Entre sus intentos posteriores de que le echara un cable con mis contactos editoriales recuerdo vívidamente cómo me pasó un curriculum vitae impreso absolutamente formal, más propio de profesional técnico que de escritor, donde destacaba como una de sus virtudes más vistosas su capacidad de teclear un número elevadísimo de pulsaciones por minuto. Es decir, el rasgo que él creía de los más importantes para «venderse» a las editoriales modernas era lo rápido que mecanografiaba sus fantasías literarias. Me sentí avasallado por una mezcla de ternura y pudor: me resultaba imposible pasear ese documento entre los editores de confianza y, en las pocas ocasiones que pude colar su nombre, sólo recibí el mayor desinterés… algo habitual en el establishment editorial (salvo dignas excepciones) con todo el fenómeno del bolsilibro. Más allá de rescates puntuales para un público de nicho por sellos independientes, los intentos de generar una moda retro desde las librerías y grandes compañías, como Planeta con La dama y el recuerdo (2010) de Silver Kane, se han saldado con un notorio fracaso comercial.

Lou Carrigan en un conmovedor retrato de Raquel Calvo.

¡Muerde el polvo, novato!

En 2013 me mudé al Perú, aún centrado en vehicular mi propia obra (y mi propia vida), y no volví a saber de Antonio por una larga temporada. Un par o tres de años después, de visita puntual a mi familia en Barcelona, decidí llamarlo para ir a visitarle o coordinar un encuentro. Durante unos minutos me atendió al teléfono Pepita, afable y amabilísima, y aunque me extrañó cierto nerviosismo en su voz, lo achaqué a lo sorpresivo de mi llamada ese mediodía. A continuación, me pasó con Antonio: y, de repente, me topé con un muro de frialdad tangible. Todas mis interpelaciones sobre cómo se encontraba y qué tal le iba chocaron con monosílabos, unos escuetos sí o no que me vedaban el paso a cualquier réplica natural en una conversación cordial. Al cabo de un rato, pasmado ante lo que me parecía una declaración velada de enemistad, le pregunté si podíamos quedar para vernos y ponernos al día. Su «no, estoy muy bien así» fue ya la barrera definitiva. Dispuesto a no perder más tiempo, me despedí de él con cariño y colgué.

La llamada me dejó temblando, era un renuncio al que ya no estaba acostumbrado en la «civilizada» Ciudad Condal y que me remitía a las actitudes cazurras de mis padres en los pueblos de El Bierzo, a ese «no voy a saludar nunca más a mi primo» y demás decisiones radicales que se toman en ambientes rústicos y duran toda una vida. Así ha sido también en este caso. Nunca llegué a saber en qué le había fallado.

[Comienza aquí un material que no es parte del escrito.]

//! Job-keyed progress registry.
//!
//! The registry is the only state shared between running jobs and pollers.
//! Processing threads write through [`ProgressRegistry::sink`]; pollers take
//! snapshots with [`ProgressRegistry::get`]. Terminal states are sticky.

use std::collections::HashMap;
use std::sync::{Arc, PoisonError, RwLock, RwLockReadGuard, RwLockWriteGuard};

use tracing::debug;
use zonecount_engine::ProgressCallback;
use zonecount_models::{JobId, JobOutputs, JobProgress, ProgressUpdate};

/// Thread-safe map from job ID to its latest progress.
#[derive(Debug, Clone, Default)]
pub struct ProgressRegistry {
    jobs: Arc<RwLock<HashMap<JobId, JobProgress>>>,
}

impl ProgressRegistry {
    pub fn new() -> Self {
        Self::default()
    }

    // A panic while holding the lock leaves the map itself consistent, so
    // poisoning is ignored.
    fn read(&self) -> RwLockReadGuard<'_, HashMap<JobId, JobProgress>> {
        self.jobs.read().unwrap_or_else(PoisonError::into_inner)
    }

    fn write(&self) -> RwLockWriteGuard<'_, HashMap<JobId, JobProgress>> {
        self.jobs.write().unwrap_or_else(PoisonError::into_inner)
    }

    /// Register a job as queued, replacing any previous entry.
    pub fn register(&self, job_id: &JobId) -> JobProgress {
        let progress = JobProgress::new(job_id.clone());
        self.write().insert(job_id.clone(), progress.clone());
        progress
    }

    /// Snapshot of one job.
    pub fn get(&self, job_id: &JobId) -> Option<JobProgress> {
        self.read().get(job_id).cloned()
    }

    /// Snapshots of every job.
    pub fn list(&self) -> Vec<JobProgress> {
        let mut jobs: Vec<JobProgress> = self.read().values().cloned().collect();
        jobs.sort_by_key(|p| p.started_at);
        jobs
    }

    pub fn len(&self) -> usize {
        self.read().len()
    }

    pub fn is_empty(&self) -> bool {
        self.read().is_empty()
    }

    /// Apply a progress report. Returns false for unknown jobs.
    pub fn update(&self, job_id: &JobId, update: ProgressUpdate) -> bool {
        self.modify(job_id, |p| p.apply(update))
    }

    pub fn complete(&self, job_id: &JobId, outputs: JobOutputs) -> bool {
        self.modify(job_id, |p| p.complete(outputs))
    }

    pub fn fail(&self, job_id: &JobId, error: impl Into<String>) -> bool {
        let error = error.into();
        self.modify(job_id, |p| p.fail(error))
    }

    pub fn cancel(&self, job_id: &JobId) -> bool {
        self.modify(job_id, |p| p.cancel())
    }

    /// Drop a job's entry.
    pub fn remove(&self, job_id: &JobId) -> Option<JobProgress> {
        self.write().remove(job_id)
    }

    fn modify(&self, job_id: &JobId, f: impl FnOnce(&mut JobProgress)) -> bool {
        let mut jobs = self.write();
        match jobs.get_mut(job_id) {
            Some(progress) => {
                f(progress);
                debug!(
                    job_id = %job_id,
                    stage = %progress.stage,
                    percent = progress.percent,
                    seq = progress.event_seq,
                    "Progress updated"
                );
                true
            }
            None => false,
        }
    }

    /// Progress sink that writes into this registry for one job.
    pub fn sink(&self, job_id: &JobId) -> ProgressCallback {
        let registry = self.clone();
        let job_id = job_id.clone();
        Arc::new(move |update: ProgressUpdate| {
            registry.update(&job_id, update);
        })
    }
}
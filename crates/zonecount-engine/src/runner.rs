//! The synchronous analysis pass.

use tokio_util::sync::CancellationToken;
use tracing::{info, warn};
use zonecount_models::{AnalysisRequest, ProgressStage, ProgressUpdate, TrackingReport};

use crate::config::EngineConfig;
use crate::engine::OccupancyEngine;
use crate::error::{EngineError, EngineResult};
use crate::progress::{processing_update, ProgressSink, PROCESSING_START_PERCENT};
use crate::source::DetectionSource;

/// Run one video through a fresh engine, frame by frame.
///
/// The token is checked before every frame; a cancelled run returns
/// [`EngineError::Cancelled`] and produces no report. Detector failures abort
/// the run without retry.
pub fn run_analysis<S>(
    request: &AnalysisRequest,
    source: &mut S,
    config: &EngineConfig,
    progress: &dyn ProgressSink,
    cancel: &CancellationToken,
) -> EngineResult<TrackingReport>
where
    S: DetectionSource + ?Sized,
{
    progress.report(ProgressUpdate::new(
        ProgressStage::Loading,
        5,
        "Preparing zones and lines...",
    ));

    let info = source.info();
    let mut engine = OccupancyEngine::new(request, info, config.clone())?;

    progress.report(ProgressUpdate::new(
        ProgressStage::Loading,
        PROCESSING_START_PERCENT,
        "Processing video...",
    ));

    let interval = config.progress_interval.max(1);
    loop {
        if cancel.is_cancelled() {
            warn!(
                frames = engine.frames_processed(),
                "Analysis cancelled before completion"
            );
            return Err(EngineError::Cancelled);
        }

        let Some(frame) = source.next_frame()? else {
            break;
        };
        engine.process_frame(frame.frame, &frame.detections);

        if frame.frame % interval == 0 {
            progress.report(processing_update(frame.frame, info.total_frames));
        }
    }

    let report = engine.finish();
    info!(
        persons = report.summary.total_persons_seen,
        persons_with_visits = report.summary.total_persons_detected,
        "Analysis pass complete"
    );
    Ok(report)
}
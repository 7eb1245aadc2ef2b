//! Shared data models for zone and line occupancy analytics.
//!
//! This crate provides Serde-serializable types for:
//! - Geometry primitives (points, bounding boxes)
//! - Zone and counting line configuration, validated up front
//! - Per-frame detections supplied by the external tracker
//! - `MM:SS` timestamp formatting
//! - The tracking report schema and its tabular export shape
//! - Job identifiers and progress records

pub mod detection;
pub mod geometry;
pub mod job;
pub mod report;
pub mod timestamp;
pub mod zone;

// Re-export common types
pub use detection::{Detection, TrackId};
pub use geometry::{BoundingBox, Point};
pub use job::{JobId, JobOutputs, JobProgress, ProgressStage, ProgressUpdate};
pub use report::{
    CrossingDirection, LineCrossing, LineStats, LineTimelinePoint, PersonSummary, ReportSummary,
    TimelineBucket, TrackingReport, VideoInfo, ZoneReport, ZoneVisit,
};
pub use timestamp::{format_duration, format_timestamp, frame_to_seconds};
pub use zone::{AnalysisRequest, Color, ConfigError, Line, Zone, ZoneKind};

Tal vez esperaba demasiado de mí, que fuera su precario valedor en el mundo editorial actual; tal vez que mantuviera un contacto más estrecho, aun siendo yo el que empezaba de cero en otro continente.

Nunca supe la respuesta, pero siempre mantuve un sincero afecto por Antonio y el máximo respeto a su alta categoría de autor. Hace unos cinco años, la Asociación Cultural Hispanoamericana Amigos del Bolsilibro (A.C.H.A.B.) me pidió un prólogo para uno de los valiosos recopilatorios de Lou Carrigan que comercializan en los últimos tiempos, entre otros autores de novela popular. Lo escribí desinteresadamente, y luego de convenir con ellos que, una vez concluido, lo pasaran al propio Antonio para que él decidiera si se publicaba o no. Imagino que nunca se publicó.

Antonio Vera Ramírez falleció el pasado 29 de julio, al poco de cumplir los 90 años. Entre sus últimas hazañas no solo figura la de su notable longevidad: también le hizo morder el polvo con temple de hielo a un escritor «joven» que le falló en algún momento importante. Como uno de sus veteranos pistoleros enseñando una lección al lechuguino que lo da todo por sentado.

Antonio ha muerto, pero Lou Carrigan no morderá el polvo jamás: miles de estantes de rendidos admiradores en España y América Latina dan fe de ello.